◆ Provided entries ◆
============================================================

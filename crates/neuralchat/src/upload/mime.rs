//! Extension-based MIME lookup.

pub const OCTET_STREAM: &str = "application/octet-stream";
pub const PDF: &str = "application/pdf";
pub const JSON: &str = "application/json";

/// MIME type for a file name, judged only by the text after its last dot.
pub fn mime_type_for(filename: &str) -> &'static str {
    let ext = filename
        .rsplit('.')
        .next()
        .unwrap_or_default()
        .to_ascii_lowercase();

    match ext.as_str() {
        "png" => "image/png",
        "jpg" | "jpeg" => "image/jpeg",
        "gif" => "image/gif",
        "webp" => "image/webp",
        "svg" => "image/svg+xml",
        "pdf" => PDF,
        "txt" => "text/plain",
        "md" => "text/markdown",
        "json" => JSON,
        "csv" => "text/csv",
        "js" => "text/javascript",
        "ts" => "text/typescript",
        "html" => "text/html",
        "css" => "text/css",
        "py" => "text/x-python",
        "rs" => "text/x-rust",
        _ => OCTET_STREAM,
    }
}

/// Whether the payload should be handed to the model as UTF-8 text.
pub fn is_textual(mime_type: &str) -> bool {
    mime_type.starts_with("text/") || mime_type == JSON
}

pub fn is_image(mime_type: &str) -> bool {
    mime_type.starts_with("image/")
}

============================================================

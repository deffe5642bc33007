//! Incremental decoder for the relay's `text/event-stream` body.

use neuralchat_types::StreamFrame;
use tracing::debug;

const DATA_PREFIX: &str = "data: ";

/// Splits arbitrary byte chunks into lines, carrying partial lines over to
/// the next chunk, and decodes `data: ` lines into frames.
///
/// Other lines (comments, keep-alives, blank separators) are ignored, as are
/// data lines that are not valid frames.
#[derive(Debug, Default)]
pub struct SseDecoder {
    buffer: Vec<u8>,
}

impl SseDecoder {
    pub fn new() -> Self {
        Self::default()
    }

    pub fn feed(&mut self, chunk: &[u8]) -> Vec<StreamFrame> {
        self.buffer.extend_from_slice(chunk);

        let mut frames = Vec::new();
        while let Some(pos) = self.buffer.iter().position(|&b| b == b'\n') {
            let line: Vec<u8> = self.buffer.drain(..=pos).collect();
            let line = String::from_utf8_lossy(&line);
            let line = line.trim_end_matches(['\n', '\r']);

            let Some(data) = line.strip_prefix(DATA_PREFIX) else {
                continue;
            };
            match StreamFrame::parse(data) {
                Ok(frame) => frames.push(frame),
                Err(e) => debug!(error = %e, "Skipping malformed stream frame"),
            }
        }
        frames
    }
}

============================================================

◆ Exercise ◆
If a line in the entries includes the word "JSON", copy that line out.

◆ Written solution ◆
pub const JSON: &str = "application/json";
        "json" => JSON,
    mime_type.starts_with("text/") || mime_type == JSON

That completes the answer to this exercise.